As the sixth leading cause of death in the United States, it does seem like Alzheimer’s is often overlooked in the press and media.

“It’s a good cause, and I’m glad that I’m a part of it,” Timpson said.

To kick off the first of the Ultra Violet Week events, Rose Berger from the Alzheimer’s Association came to speak at the College, aiming to educate the masses about Alzheimer’s and drive home the importance of donating to the cause. 

A disease that can’t be prevented or cured, Alzheimer’s research has about $1 million in funding for research to find cures and preventative treatments or screenings. That number, while it might seem like quite a bit of money at first glance, is “a drop in the bucket” compared to the billions of dollars other organizations have to research diseases, according to Berger.

“Society’s going to be paying for it,” she said, referencing the number of people aging into the disease. 

After giving a presentation on the signs, symptoms and mechanics of Alzheimer’s, which included many videos of firsthand accounts of those living with the disease – both those afflicted and caregivers – and ways donations can help research by funding things like clinical trials, support groups and 24-hour helplines, Berger was open to speaking to attendees after the event if they had any more questions. 

As a geriatric social worker for 30 years, she’s been around familiar with the cause.

“I appreciate the fact that the sorority and younger people are really supporting our effort and that people are starting young,” she said.

Members of Sigma Kappa all were proud of the efforts the sorority made to ensure this year’s Ultra Violet Week was even better than the last few. 

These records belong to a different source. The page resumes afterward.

use std::error::Error;
use std::path::Path;
use std::time::Duration;

use dagkernel::channel::{Channel, LocalChannel, SshChannel};
use dagkernel::errors::ChannelError;
use dagkernel::retry::{Backoff, RetryPolicy};
use dagkernel::rundir::{make_rundir, outputs_dir};
use dagkernel::types::{format_walltime, parse_duration};

type TestResult = Result<(), Box<dyn Error>>;

#[tokio::test]
async fn local_channel_runs_commands_in_its_directory() -> TestResult {
    let tmp = tempfile::tempdir()?;
    let channel = LocalChannel::in_dir(tmp.path());

    let out = channel.execute("pwd && echo oops >&2 && exit 3").await?;
    assert_eq!(out.exit_code, 3);
    assert!(!out.success());
    assert!(out.stdout.trim().ends_with(&*tmp.path().file_name().unwrap().to_string_lossy()));
    assert_eq!(out.stderr.trim(), "oops");
    assert_eq!(channel.label(), "local");
    Ok(())
}

#[tokio::test]
async fn local_channel_copies_files_relative_to_its_directory() -> TestResult {
    let tmp = tempfile::tempdir()?;
    let source = tmp.path().join("source.txt");
    std::fs::write(&source, "payload")?;

    let channel = LocalChannel::in_dir(tmp.path().join("remote"));
    channel.push_file(&source, Path::new("nested/copy.txt")).await?;
    assert_eq!(
        std::fs::read_to_string(tmp.path().join("remote/nested/copy.txt"))?,
        "payload"
    );

    let back = tmp.path().join("back/out.txt");
    channel.pull_file(Path::new("nested/copy.txt"), &back).await?;
    assert_eq!(std::fs::read_to_string(&back)?, "payload");

    let err = channel
        .pull_file(Path::new("missing.txt"), &back)
        .await
        .unwrap_err();
    assert!(matches!(err, ChannelError::Transfer { .. }));
    channel.close().await?;
    Ok(())
}

#[test]
fn ssh_channel_is_labelled_by_host() {
    let channel = SshChannel::new("login.cluster.org", Some("me".to_string()), Some(2222));
    assert_eq!(channel.label(), "ssh:login.cluster.org");
}

#[test]
fn ssh_channels_to_one_host_use_separate_control_sockets() {
    let first = SshChannel::new("login.cluster.org", Some("me".to_string()), None);
    let second = SshChannel::new("login.cluster.org", Some("me".to_string()), None);
    assert_ne!(first.control_path(), second.control_path());
    assert!(first.control_path().starts_with(std::env::temp_dir()));
}

#[test]
fn run_directories_are_numbered_in_sequence() -> TestResult {
    let tmp = tempfile::tempdir()?;
    std::fs::create_dir(tmp.path().join("007"))?;
    std::fs::create_dir(tmp.path().join("notes"))?;

    let first = make_rundir(tmp.path())?;
    let second = make_rundir(tmp.path())?;
    assert_eq!(first, tmp.path().join("008"));
    assert_eq!(second, tmp.path().join("009"));
    assert!(first.is_dir());

    assert_eq!(
        outputs_dir(&first, 12),
        tmp.path().join("008/outputs/task_12")
    );
    Ok(())
}

#[test]
fn durations_accept_units_and_walltimes() {
    assert_eq!(parse_duration("250ms"), Ok(Duration::from_millis(250)));
    assert_eq!(parse_duration(" 3s "), Ok(Duration::from_secs(3)));
    assert_eq!(parse_duration("10m"), Ok(Duration::from_secs(600)));
    assert_eq!(parse_duration("2h"), Ok(Duration::from_secs(7200)));
    assert_eq!(parse_duration("01:02:03"), Ok(Duration::from_secs(3723)));
    assert_eq!(parse_duration("05:00"), Ok(Duration::from_secs(300)));

    for bad in ["", "10", "5d", "1:2:3:4", "a:b"] {
        assert!(parse_duration(bad).is_err(), "{bad:?} should be rejected");
    }
}

#[test]
fn walltimes_render_as_hours_minutes_seconds() {
    assert_eq!(format_walltime(Duration::from_secs(59)), "00:00:59");
    assert_eq!(format_walltime(Duration::from_secs(3723)), "01:02:03");
    assert_eq!(format_walltime(Duration::from_secs(100 * 3600)), "100:00:00");
}

#[test]
fn backoff_doubles_until_capped() {
    let backoff = Backoff::new(Duration::from_millis(100), Duration::from_secs(1));
    assert_eq!(backoff.delay(0), Duration::ZERO);
    assert_eq!(backoff.delay(1), Duration::from_millis(100));
    assert_eq!(backoff.delay(2), Duration::from_millis(200));
    assert_eq!(backoff.delay(4), Duration::from_millis(800));
    assert_eq!(backoff.delay(5), Duration::from_secs(1));
    assert_eq!(backoff.delay(64), Duration::from_secs(1));

    let policy = RetryPolicy::with_retries(2);
    assert_eq!(policy.budget(None), 2);
    assert_eq!(policy.budget(Some(0)), 0);
    assert_eq!(policy.delay_after(3), Duration::ZERO);
}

“I think it’s improved tremendously,” said president of Sigma Kappa and senior early childhood education and STEM double major Courtney McGovern. 

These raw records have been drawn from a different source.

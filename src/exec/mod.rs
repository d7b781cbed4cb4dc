// src/exec/mod.rs

//! Execution layer.
//!
//! This module is responsible for actually running dispatched tasks and
//! reporting back to the kernel through a
//! [`CompletionSink`](crate::engine::CompletionSink).
//!
//! - [`backend`] provides the [`ExecutorBackend`] trait and the closed
//!   [`Executor`] enum used in production; tests plug their own backends in.
//! - [`local`] is the bounded worker pool running tasks on this host.
//! - [`batch`] runs tasks as batch scheduler jobs through a provider.
//! - [`task_runner`] runs one attempt of a shell or native app.
//! - [`staging`] moves declared outputs into the run directory.
//! - [`registry`] holds the named executors of a kernel.

pub mod backend;
pub mod batch;
pub mod local;
pub mod registry;
pub mod staging;
pub mod task_runner;

pub use backend::{ExecContext, ExecStatus, Executor, ExecutorBackend};
pub use batch::{BatchExecutor, BatchSettings};
pub use local::LocalExecutor;
pub use registry::ExecutorRegistry;

pub use crate::dag::{DispatchedTask, ExecHandle};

“The facts and figures are more shocking than people would think,” senior chemistry major Amy Solinski said. “I think it’s a really good way to lead to the car show, which is where we get the most funds.”

Two days after the presentation by Rose Berger, the sorority hosted a Memory Game show. Participants put their knowledge of various trivia to the test, along with questions about the basic facts of Alzheimer’s disease. 

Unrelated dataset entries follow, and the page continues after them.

use std::error::Error;
use std::sync::{Arc, Mutex};
use std::time::Duration;

use serde_json::json;

use dagkernel::errors::{KernelError, TaskError};
use dagkernel::future::{AppFuture, AppValue};
use dagkernel_test_utils::{init_tracing, with_timeout};

type TestResult = Result<(), Box<dyn Error>>;

#[test]
fn callbacks_run_once_in_registration_order() -> TestResult {
    init_tracing();

    let future = AppFuture::new(0, vec![]);
    let seen = Arc::new(Mutex::new(Vec::new()));

    for i in 0..3 {
        let seen = seen.clone();
        future.on_settled(move |outcome| {
            assert!(outcome.is_ok());
            seen.lock().unwrap().push(i);
        });
    }

    future.resolve(AppValue::new(json!(1)))?;
    assert_eq!(*seen.lock().unwrap(), vec![0, 1, 2]);

    // A second settle is rejected and does not re-run callbacks.
    let err = future.resolve(AppValue::new(json!(2))).unwrap_err();
    assert!(matches!(err, KernelError::AlreadySettled(0)));
    assert_eq!(seen.lock().unwrap().len(), 3);
    assert_eq!(future.wait()?, json!(1));
    Ok(())
}

#[test]
fn callback_registered_while_settling_waits_for_earlier_ones() -> TestResult {
    let future = AppFuture::new(5, vec![]);
    let order = Arc::new(Mutex::new(Vec::new()));
    let (started_tx, started_rx) = std::sync::mpsc::channel();
    let (release_tx, release_rx) = std::sync::mpsc::channel::<()>();

    {
        let order = order.clone();
        future.on_settled(move |_| {
            started_tx.send(()).unwrap();
            release_rx.recv().unwrap();
            order.lock().unwrap().push("first");
        });
    }

    let settler = {
        let future = future.clone();
        std::thread::spawn(move || future.resolve(AppValue::new(json!(5))))
    };
    started_rx.recv_timeout(Duration::from_secs(5))?;
    assert!(future.is_done());

    {
        let order = order.clone();
        future.on_settled(move |_| order.lock().unwrap().push("second"));
    }
    assert!(order.lock().unwrap().is_empty());

    release_tx.send(())?;
    settler.join().expect("settling thread panicked")?;
    assert_eq!(*order.lock().unwrap(), vec!["first", "second"]);

    // Once the drain is over, new callbacks run right away again.
    let late = Arc::new(Mutex::new(false));
    let flag = late.clone();
    future.on_settled(move |_| *flag.lock().unwrap() = true);
    assert!(*late.lock().unwrap());
    Ok(())
}

#[test]
fn callback_registered_after_settle_runs_immediately() -> TestResult {
    let future = AppFuture::new(7, vec![]);
    future.fail(TaskError::Cancelled { task: 7 })?;

    let fired = Arc::new(Mutex::new(None));
    let slot = fired.clone();
    future.on_settled(move |outcome| {
        *slot.lock().unwrap() = Some(outcome.clone());
    });

    let outcome = fired.lock().unwrap().clone().expect("callback ran");
    assert_eq!(outcome, Err(TaskError::Cancelled { task: 7 }));
    Ok(())
}

#[test]
fn fail_after_resolve_is_rejected() -> TestResult {
    let future = AppFuture::new(3, vec![]);
    future.resolve(AppValue::new(json!("ok")))?;
    assert!(future.fail(TaskError::Cancelled { task: 3 }).is_err());
    assert_eq!(future.try_outcome(), Some(Ok(AppValue::new(json!("ok")))));
    Ok(())
}

#[test]
fn wait_timeout_returns_none_while_pending() {
    let future = AppFuture::new(1, vec![]);
    assert!(!future.is_done());
    assert!(future.wait_timeout(Duration::from_millis(20)).is_none());
}

#[test]
fn blocking_wait_sees_value_from_other_thread() -> TestResult {
    let future = AppFuture::new(2, vec![]);
    let settler = future.clone();
    let handle = std::thread::spawn(move || {
        std::thread::sleep(Duration::from_millis(20));
        settler.resolve(AppValue::new(json!(42))).unwrap();
    });

    assert_eq!(future.wait()?, json!(42));
    handle.join().unwrap();
    Ok(())
}

#[tokio::test]
async fn async_result_wakes_on_settle() -> TestResult {
    let future = AppFuture::new(4, vec![]);
    let settler = future.clone();
    tokio::spawn(async move {
        tokio::time::sleep(Duration::from_millis(10)).await;
        settler.fail(TaskError::execution(4, "boom")).unwrap();
    });

    let err = with_timeout(future.result()).await.unwrap_err();
    assert_eq!(err.kind(), "execution_failed");
    Ok(())
}

#[tokio::test]
async fn deferred_callback_runs_off_the_settling_thread() -> TestResult {
    let future = AppFuture::new(5, vec![]);
    let (tx, rx) = tokio::sync::oneshot::channel();
    let settling_thread = std::thread::current().id();

    future.on_settled_deferred(move |outcome| {
        let _ = tx.send((std::thread::current().id(), outcome));
    });
    future.resolve(AppValue::new(json!(null)))?;

    let (thread, outcome) = with_timeout(rx).await?;
    assert_ne!(thread, settling_thread);
    assert!(outcome.is_ok());
    Ok(())
}

#[test]
fn data_futures_follow_their_parent() -> TestResult {
    let future = AppFuture::new(9, vec!["a.txt".into(), "b.txt".into()]);
    let outputs = future.outputs();
    assert_eq!(outputs.len(), 2);
    assert_eq!(outputs[1].filename(), "b.txt");
    assert!(outputs[0].try_path().is_none());

    future.resolve(AppValue::with_outputs(
        json!(null),
        vec!["/run/a.txt".into(), "/run/b.txt".into()],
    ))?;
    assert_eq!(outputs[0].wait()?, std::path::PathBuf::from("/run/a.txt"));
    assert_eq!(outputs[1].wait()?, std::path::PathBuf::from("/run/b.txt"));
    Ok(())
}

#[test]
fn data_future_of_failed_parent_carries_the_error() {
    let future = AppFuture::new(10, vec!["out.dat".into()]);
    let data = future.outputs().remove(0);
    future.fail(TaskError::execution(10, "exit 1")).unwrap();

    let err = data.wait().unwrap_err();
    assert_eq!(err.kind(), "execution_failed");
}

#[test]
fn missing_staged_path_is_an_output_staging_failure() {
    let future = AppFuture::new(11, vec!["out.dat".into()]);
    future.resolve(AppValue::new(json!(0))).unwrap();

    let err = future.outputs()[0].wait().unwrap_err();
    assert!(matches!(err, TaskError::OutputStagingFailed { task: 11, .. }));
}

Attendees got to learn more about the disease while hopefully realizing exactly how much their memories destabilize with age, how losing simple abilities relating to memories can affect your life and how the severity of suffering brought to those with Alzheimer’s goes unnoticed on the national stage.

The final event of the week, the car show, closed off two parking lots, filling them with vintage cars of all colors, shapes and sizes. Tables from various other fraternities and sororities decorated the perimeter, all selling items that would raise money for the cause. 

Sophomore English and communication studies double major Brooke Schmidt came to the car show because she “love(s) old cars and thought there would be fried Oreos.” Amanda Bowsky, a sophomore math major “wanted to see all the cars and support Sigma Kappa and Alzheimer’s awareness.” 

People of all ages and interest came out to support the charity and enjoy the car show, which was a big event but was pulled together without a hitch. 

“It’s always stressful, especially with an outdoor event, but thankfully everything worked out smoothly,” according to Megan Esposito, a sophomore elementary education and i-STEM double major. 

Proud owners collected their awards for Best of Show, Best Paint, Most Memorable and People’s Choice for cars like a 1957 Chevrolet Bel Air and a 1955 Plymouth Savoy. 

“It was really fun and I can’t wait until next year,” said deaf education and history double major Faith Hardy. 

The car show came to a close as the car owners revved up their engines and sped away, leading the way to an even bigger and better Ultra Violet Week next year.